El tablero internacional vuelve a ponerse en movimiento con una jugada que no dejó a nadie indiferente en los pasillos de la Cancillería. Las decisiones de fondo en materia de diplomacia suelen tomarse con cautela, pero esta vez la determinación fue rápida y contundente. El objetivo central es claro: terminar con años de representación de cabotaje para pasar a una ofensiva real en los centros de poder.
Las relaciones con el continente europeo entraron en una etapa de revisión profunda desde que está Javier Milei en la Casa Rosada. Ya no se trata de buscar aliados ideológicos en regímenes cuestionables, sino de plantar bandera en los lugares donde se define el comercio y la política del primer mundo. La orden que bajó desde la cúpula del poder fue elegir a alguien con trayectoria y capacidad de debate.
En los sectores que siguen de cerca la política exterior, el movimiento se venía venir como parte de un reordenamiento necesario. Los nombres que circulaban eran varios, pero la balanza se inclinó por una figura que conoce de cerca los mecanismos de poder y que tiene la formación intelectual para no dejarse amilanar en los foros internacionales.
El lugar elegido para este desembarco no es un sitio cualquiera, sino un punto neurálgico para la política global. Desde allí se coordinan acciones que impactan de manera directa en el flujo de inversiones y en la imagen que el país proyecta hacia el mundo. Hacía tiempo que ese despacho no contaba con una presencia fuerte que representara los valores de la libertad y la defensa de las instituciones.

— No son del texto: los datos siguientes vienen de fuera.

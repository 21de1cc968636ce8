// src/catalog/builder.rs

//! Two-pass catalog construction
//!
//! A dependency such as `debconf | debconf-2.0` names packages that may or
//! may not be installed, and the package that settles the question can come
//! later in the file. So the source is scanned twice:
//!
//! 1. Discovery: every record is registered, all dependency flags `false`.
//! 2. Resolution: every record is scanned again and its flags are set from
//!    the set of names discovered in pass 1. Resolved dependencies also
//!    produce reverse edges on their targets.

use super::record::PackageRecordBuilder;
use super::{Catalog, PackageRecord};
use crate::control::{ControlSource, ScanOptions, ScannedRecord};
use std::collections::BTreeMap;
use tracing::{debug, info};

/// Reverse edges waiting to be attached: target name -> dependent -> flag
type ReverseEdges = BTreeMap<String, BTreeMap<String, bool>>;

/// Builds a [`Catalog`] from a control source
#[derive(Debug, Clone, Copy, Default)]
pub struct CatalogBuilder {
    options: ScanOptions,
}

impl CatalogBuilder {
    pub fn new(options: ScanOptions) -> Self {
        Self { options }
    }

    /// Run both passes over `source` and freeze the result
    pub fn build(&self, source: &ControlSource) -> Catalog {
        let mut registry = self.discover(source);
        let reverse = self.resolve(source, &mut registry);

        let mut packages = BTreeMap::new();
        for (name, mut draft) in registry {
            if let Some(dependents) = reverse.get(&name) {
                for (dependent, present) in dependents {
                    draft.add_reverse_dependency(dependent.as_str(), *present);
                }
            }
            packages.insert(name, draft.build());
        }

        let catalog = Catalog::from_packages(packages);
        info!(
            "Built catalog of {} packages from {} ({} reverse edges)",
            catalog.len(),
            source.origin(),
            reverse.values().map(BTreeMap::len).sum::<usize>()
        );
        catalog
    }

    /// Pass 1: register every record with unresolved dependencies
    fn discover(&self, source: &ControlSource) -> BTreeMap<String, PackageRecordBuilder> {
        let mut registry = BTreeMap::new();
        let mut scanned_count = 0usize;

        for scanned in source.scan(self.options) {
            scanned_count += 1;
            let (mut draft, depends) = split_scanned(scanned);
            for dependency in depends {
                draft.add_dependency(dependency, false);
            }
            registry.insert(draft.name().to_string(), draft);
        }

        debug!(
            "Discovery pass: {} records scanned, {} distinct packages",
            scanned_count,
            registry.len()
        );
        registry
    }

    /// Pass 2: rebuild every record with resolved flags and collect the
    /// reverse edges those flags imply
    ///
    /// Edges are inverted only after the pass completes, so a record that is
    /// re-inserted later keeps the edges pointing at it, and a superseded
    /// duplicate leaves none behind.
    fn resolve(
        &self,
        source: &ControlSource,
        registry: &mut BTreeMap<String, PackageRecordBuilder>,
    ) -> ReverseEdges {
        let mut forward: BTreeMap<String, Vec<String>> = BTreeMap::new();
        let mut unresolved = 0usize;

        for scanned in source.scan(self.options) {
            let (mut draft, depends) = split_scanned(scanned);
            let mut resolved = Vec::new();
            for dependency in depends {
                let exists = registry.contains_key(&dependency);
                draft.add_dependency(dependency.as_str(), exists);
                if exists {
                    resolved.push(dependency);
                } else {
                    unresolved += 1;
                }
            }

            let name = draft.name().to_string();
            registry.insert(name.clone(), draft);
            forward.insert(name, resolved);
        }

        debug!(
            "Resolution pass: {} dependency references left unresolved",
            unresolved
        );

        let mut reverse = ReverseEdges::new();
        for (dependent, targets) in forward {
            let dependent_present = registry.contains_key(&dependent);
            for target in targets {
                reverse
                    .entry(target)
                    .or_default()
                    .insert(dependent.clone(), dependent_present);
            }
        }
        reverse
    }
}

/// Split a scanned paragraph into a record draft and its candidate list
fn split_scanned(scanned: ScannedRecord) -> (PackageRecordBuilder, Vec<String>) {
    let builder = PackageRecord::builder(scanned.name)
        .simple_description(scanned.simple_description)
        .extended_description(scanned.extended_description)
        .maintainer(scanned.maintainer)
        .architecture(scanned.architecture)
        .version(scanned.version);
    (builder, scanned.depends)
}
// src/catalog/mod.rs

//! Installed package catalog
//!
//! The catalog maps package names to [`PackageRecord`]s with resolved
//! dependency and reverse-dependency edges. It is produced by
//! [`CatalogBuilder`] and has no mutating API; to refresh, build a new one
//! and swap it in.

pub mod builder;
pub mod record;

pub use builder::CatalogBuilder;
pub use record::{PackageRecord, PackageRecordBuilder};

use crate::control::{ControlSource, ScanOptions};
use crate::error::Result;
use serde::Serialize;
use std::collections::BTreeMap;
use std::collections::btree_map;
use std::path::Path;

/// Read-only registry of installed packages, keyed by name
#[derive(Debug, Clone, Default, PartialEq, Eq, Serialize)]
#[serde(transparent)]
pub struct Catalog {
    packages: BTreeMap<String, PackageRecord>,
}

impl Catalog {
    /// Parse a control file with default scan options
    pub fn load(path: impl AsRef<Path>) -> Result<Self> {
        Self::load_with(path, ScanOptions::default())
    }

    /// Parse a control file
    ///
    /// The file is read once; both passes run over the in-memory copy. Any
    /// I/O failure aborts the whole parse.
    pub fn load_with(path: impl AsRef<Path>, options: ScanOptions) -> Result<Self> {
        let source = ControlSource::open(path)?;
        Ok(CatalogBuilder::new(options).build(&source))
    }

    pub(crate) fn from_packages(packages: BTreeMap<String, PackageRecord>) -> Self {
        Self { packages }
    }

    pub fn get(&self, name: &str) -> Option<&PackageRecord> {
        self.packages.get(name)
    }

    pub fn contains(&self, name: &str) -> bool {
        self.packages.contains_key(name)
    }

    pub fn len(&self) -> usize {
        self.packages.len()
    }

    pub fn is_empty(&self) -> bool {
        self.packages.is_empty()
    }

    /// Package names in sorted order
    pub fn names(&self) -> impl Iterator<Item = &str> {
        self.packages.keys().map(String::as_str)
    }

    /// Records in name order
    pub fn iter(&self) -> btree_map::Values<'_, String, PackageRecord> {
        self.packages.values()
    }

    /// Packages nothing else in the catalog depends on
    pub fn orphans(&self) -> Vec<&PackageRecord> {
        self.iter()
            .filter(|record| record.reverse_dependencies().is_empty())
            .collect()
    }

    /// Dependency names with no matching package, mapped to the packages
    /// that reference them
    pub fn missing_dependencies(&self) -> BTreeMap<&str, Vec<&str>> {
        let mut missing: BTreeMap<&str, Vec<&str>> = BTreeMap::new();
        for record in self.iter() {
            for dependency in record.unresolved_dependencies() {
                missing.entry(dependency).or_default().push(record.name());
            }
        }
        missing
    }
}

impl<'a> IntoIterator for &'a Catalog {
    type Item = &'a PackageRecord;
    type IntoIter = btree_map::Values<'a, String, PackageRecord>;

    fn into_iter(self) -> Self::IntoIter {
        self.iter()
    }
}

#[cfg(test)]
mod tests {
    use super::*;

    const STATUS: &str = "Package: app
Depends: libfoo (>= 1.0), mail-transport-agent | exim4

Package: libfoo
Depends: libc6

Package: libc6

Package: tool
Depends: exim4

";

    fn catalog() -> Catalog {
        CatalogBuilder::default().build(&ControlSource::from_text(STATUS))
    }

    #[test]
    fn test_names_sorted() {
        let catalog = catalog();
        assert_eq!(
            catalog.names().collect::<Vec<_>>(),
            vec!["app", "libc6", "libfoo", "tool"]
        );
        assert_eq!(catalog.len(), 4);
        assert!(!catalog.is_empty());
    }

    #[test]
    fn test_orphans() {
        let catalog = catalog();
        let orphans: Vec<_> = catalog.orphans().iter().map(|r| r.name()).collect();
        assert_eq!(orphans, vec!["app", "tool"]);
    }

    #[test]
    fn test_missing_dependencies() {
        let catalog = catalog();
        let missing = catalog.missing_dependencies();

        assert_eq!(missing.len(), 2);
        assert_eq!(missing["exim4"], vec!["app", "tool"]);
        assert_eq!(missing["mail-transport-agent"], vec!["app"]);
    }

    #[test]
    fn test_into_iterator() {
        let catalog = catalog();
        let mut count = 0;
        for record in &catalog {
            assert!(catalog.contains(record.name()));
            count += 1;
        }
        assert_eq!(count, catalog.len());
    }

    #[test]
    fn test_empty_catalog() {
        let catalog = CatalogBuilder::default().build(&ControlSource::from_text(""));
        assert!(catalog.is_empty());
        assert!(catalog.orphans().is_empty());
        assert!(catalog.missing_dependencies().is_empty());
    }

    #[test]
    fn test_serialize_keyed_by_name() {
        let json = serde_json::to_value(catalog()).unwrap();
        assert_eq!(json["libfoo"]["dependencies"]["libc6"], true);
        assert_eq!(json["libc6"]["reverse_dependencies"]["libfoo"], true);
    }
}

La noticia se oficializó finalmente con la firma del decreto correspondiente: Fernando Iglesias fue designado como el nuevo embajador argentino en Bélgica. El presidente Javier Milei decidió confiarle esta tarea a uno de los hombres más frontales y respetados por quienes defienden la república. Iglesias llega a Bruselas con la misión de recuperar el prestigio nacional en el corazón de Europa.
Este nombramiento representa un cambio de aire total respecto a las gestiones anteriores, donde los cargos diplomáticos solían ser premios consuelo para militantes sin preparación. Iglesias, con su estilo directo y su vasta experiencia legislativa, se perfila como el representante ideal para dar las discusiones necesarias en un territorio europeo que suele ser complejo. La Argentina vuelve a tener una voz potente en el exterior.
Bélgica es la sede de los principales organismos de la Unión Europea y el cuartel general de decisiones que marcan el ritmo del mercado común. El arribo del legislador a esas tierras asegura que los intereses nacionales estarán protegidos por alguien que no tiene miedo de decir la verdad.
Muchos ciudadanos que valoran la coherencia política ven en este movimiento un acto de justicia y una excelente estrategia de gestión. Fernando Iglesias ha sido, durante años, el muro de contención contra los atropellos del populismo en el Congreso nacional. Ahora, ese mismo ímpetu será volcado en la arena diplomática para atraer inversiones y fortalecer vínculos con las naciones más desarrolladas.
La designación ya despertó las críticas habituales de los sectores que prefieren una Argentina aislada y empobrecida. No pueden soportar que una figura con el peso intelectual de Iglesias ocupe un lugar de tanta relevancia.
Esa resistencia es la mejor señal de que el camino elegido es el correcto. El país necesita representantes que hablen el idioma de la libertad y que no se achiquen ante las presiones de la burocracia internacional.
Con este paso, el Gobierno reafirma su compromiso de integrar a la Argentina al mundo civilizado. La etapa de la diplomacia oscura y los pactos bajo la mesa quedó atrás. Iglesias en Bélgica es sinónimo de una política exterior seria, alineada con Occidente y enfocada en devolverle al país el lugar que nunca debió perder. La batalla por la libertad ahora tiene un nuevo frente en el corazón del viejo continente.